A line belongs in the answer if it contains "struct"; copy every such line from the entries below.

Saved entries
Start of Block

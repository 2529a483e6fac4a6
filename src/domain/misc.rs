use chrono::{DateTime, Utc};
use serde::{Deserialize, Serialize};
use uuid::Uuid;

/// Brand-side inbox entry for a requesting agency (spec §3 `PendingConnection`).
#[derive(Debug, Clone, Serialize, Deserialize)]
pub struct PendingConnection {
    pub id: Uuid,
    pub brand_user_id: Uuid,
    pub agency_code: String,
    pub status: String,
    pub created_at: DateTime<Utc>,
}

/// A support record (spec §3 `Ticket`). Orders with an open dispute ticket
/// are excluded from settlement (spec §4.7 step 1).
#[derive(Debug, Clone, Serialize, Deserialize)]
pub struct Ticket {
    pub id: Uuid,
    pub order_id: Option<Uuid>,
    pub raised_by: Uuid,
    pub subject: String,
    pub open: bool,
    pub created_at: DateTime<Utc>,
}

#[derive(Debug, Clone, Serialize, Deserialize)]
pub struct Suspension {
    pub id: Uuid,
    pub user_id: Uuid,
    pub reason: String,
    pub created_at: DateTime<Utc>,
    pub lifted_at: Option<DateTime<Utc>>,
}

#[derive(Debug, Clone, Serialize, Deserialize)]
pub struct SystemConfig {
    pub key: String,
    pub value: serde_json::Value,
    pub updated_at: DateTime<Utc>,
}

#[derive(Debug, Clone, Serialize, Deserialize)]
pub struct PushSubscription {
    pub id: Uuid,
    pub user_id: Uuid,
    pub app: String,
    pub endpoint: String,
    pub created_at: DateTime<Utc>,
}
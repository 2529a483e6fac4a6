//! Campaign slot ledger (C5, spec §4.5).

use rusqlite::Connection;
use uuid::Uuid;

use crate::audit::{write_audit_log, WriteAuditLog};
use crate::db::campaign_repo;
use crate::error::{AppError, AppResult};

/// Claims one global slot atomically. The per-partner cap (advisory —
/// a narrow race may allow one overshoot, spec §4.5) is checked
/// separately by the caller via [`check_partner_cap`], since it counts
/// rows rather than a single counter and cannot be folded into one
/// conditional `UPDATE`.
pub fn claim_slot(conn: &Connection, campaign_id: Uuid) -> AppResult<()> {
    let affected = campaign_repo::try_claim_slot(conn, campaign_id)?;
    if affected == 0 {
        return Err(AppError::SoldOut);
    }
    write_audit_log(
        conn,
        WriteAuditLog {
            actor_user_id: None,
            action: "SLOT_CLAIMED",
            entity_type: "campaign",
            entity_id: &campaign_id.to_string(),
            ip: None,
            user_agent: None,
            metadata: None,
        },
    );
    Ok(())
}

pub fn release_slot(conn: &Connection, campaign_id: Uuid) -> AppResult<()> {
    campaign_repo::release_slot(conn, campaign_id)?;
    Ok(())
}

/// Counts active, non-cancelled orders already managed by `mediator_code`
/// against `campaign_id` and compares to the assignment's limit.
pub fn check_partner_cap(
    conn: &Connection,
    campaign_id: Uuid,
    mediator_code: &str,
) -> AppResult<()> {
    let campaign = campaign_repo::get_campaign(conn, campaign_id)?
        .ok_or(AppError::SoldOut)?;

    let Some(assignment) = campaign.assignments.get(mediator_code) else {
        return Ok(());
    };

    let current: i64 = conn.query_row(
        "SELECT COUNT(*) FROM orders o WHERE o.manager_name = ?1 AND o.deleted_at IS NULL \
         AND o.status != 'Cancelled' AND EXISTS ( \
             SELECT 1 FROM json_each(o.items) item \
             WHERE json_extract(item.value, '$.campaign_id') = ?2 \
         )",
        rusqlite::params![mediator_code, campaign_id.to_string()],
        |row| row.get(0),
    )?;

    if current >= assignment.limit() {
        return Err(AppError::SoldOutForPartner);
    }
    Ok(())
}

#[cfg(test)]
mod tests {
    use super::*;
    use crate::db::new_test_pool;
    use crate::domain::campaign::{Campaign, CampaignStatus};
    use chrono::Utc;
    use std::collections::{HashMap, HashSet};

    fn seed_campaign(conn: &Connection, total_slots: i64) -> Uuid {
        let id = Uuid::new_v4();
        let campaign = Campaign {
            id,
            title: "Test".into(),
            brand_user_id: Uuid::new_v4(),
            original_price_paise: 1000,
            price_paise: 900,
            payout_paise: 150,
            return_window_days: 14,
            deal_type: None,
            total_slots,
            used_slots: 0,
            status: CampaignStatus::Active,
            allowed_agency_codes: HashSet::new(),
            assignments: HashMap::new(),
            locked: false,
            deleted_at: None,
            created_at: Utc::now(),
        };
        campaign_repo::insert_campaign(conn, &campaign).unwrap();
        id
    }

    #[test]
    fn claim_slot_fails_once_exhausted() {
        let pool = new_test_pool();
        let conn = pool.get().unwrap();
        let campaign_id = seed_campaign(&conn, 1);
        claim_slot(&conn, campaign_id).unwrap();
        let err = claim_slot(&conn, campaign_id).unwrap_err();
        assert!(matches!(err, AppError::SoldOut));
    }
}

End of Block
Start of Block

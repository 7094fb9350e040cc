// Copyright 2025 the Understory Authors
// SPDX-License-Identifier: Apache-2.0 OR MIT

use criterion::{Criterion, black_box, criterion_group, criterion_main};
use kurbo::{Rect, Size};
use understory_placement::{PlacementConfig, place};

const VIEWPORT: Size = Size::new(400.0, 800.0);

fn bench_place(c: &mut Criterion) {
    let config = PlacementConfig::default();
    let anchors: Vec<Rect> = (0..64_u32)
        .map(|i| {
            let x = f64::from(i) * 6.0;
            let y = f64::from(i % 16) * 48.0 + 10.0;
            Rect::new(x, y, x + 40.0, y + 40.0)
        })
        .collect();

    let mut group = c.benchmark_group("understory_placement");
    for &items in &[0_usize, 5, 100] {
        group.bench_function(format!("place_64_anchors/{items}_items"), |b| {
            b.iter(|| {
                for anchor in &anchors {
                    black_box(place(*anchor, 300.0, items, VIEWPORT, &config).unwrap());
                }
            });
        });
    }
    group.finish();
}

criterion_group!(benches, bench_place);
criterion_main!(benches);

End of Block
Start of Block

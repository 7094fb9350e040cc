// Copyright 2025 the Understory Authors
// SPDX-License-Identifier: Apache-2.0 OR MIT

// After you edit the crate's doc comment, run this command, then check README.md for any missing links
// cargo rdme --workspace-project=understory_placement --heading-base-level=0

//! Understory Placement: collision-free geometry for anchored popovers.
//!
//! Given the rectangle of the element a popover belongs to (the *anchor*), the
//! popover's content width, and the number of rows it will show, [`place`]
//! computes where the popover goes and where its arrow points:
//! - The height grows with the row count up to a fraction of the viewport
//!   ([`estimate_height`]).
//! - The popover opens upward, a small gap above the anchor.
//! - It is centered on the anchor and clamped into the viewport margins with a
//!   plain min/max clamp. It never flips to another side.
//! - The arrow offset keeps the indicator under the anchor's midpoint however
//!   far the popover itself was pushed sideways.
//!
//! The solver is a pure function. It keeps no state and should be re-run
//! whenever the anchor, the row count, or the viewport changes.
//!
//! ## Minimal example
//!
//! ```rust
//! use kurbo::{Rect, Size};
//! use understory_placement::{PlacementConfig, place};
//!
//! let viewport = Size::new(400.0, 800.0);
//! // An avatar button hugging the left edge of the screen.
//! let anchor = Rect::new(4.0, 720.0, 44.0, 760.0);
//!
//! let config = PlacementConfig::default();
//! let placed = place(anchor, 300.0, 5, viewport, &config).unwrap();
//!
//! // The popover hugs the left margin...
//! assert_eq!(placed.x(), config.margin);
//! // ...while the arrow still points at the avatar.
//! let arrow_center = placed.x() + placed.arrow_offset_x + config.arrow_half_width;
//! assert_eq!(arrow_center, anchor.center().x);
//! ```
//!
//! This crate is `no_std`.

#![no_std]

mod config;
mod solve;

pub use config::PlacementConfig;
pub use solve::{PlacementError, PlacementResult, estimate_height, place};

End of Block

Exercise output
pub struct PendingConnection {
pub struct Ticket {
pub struct Suspension {
pub struct SystemConfig {
pub struct PushSubscription {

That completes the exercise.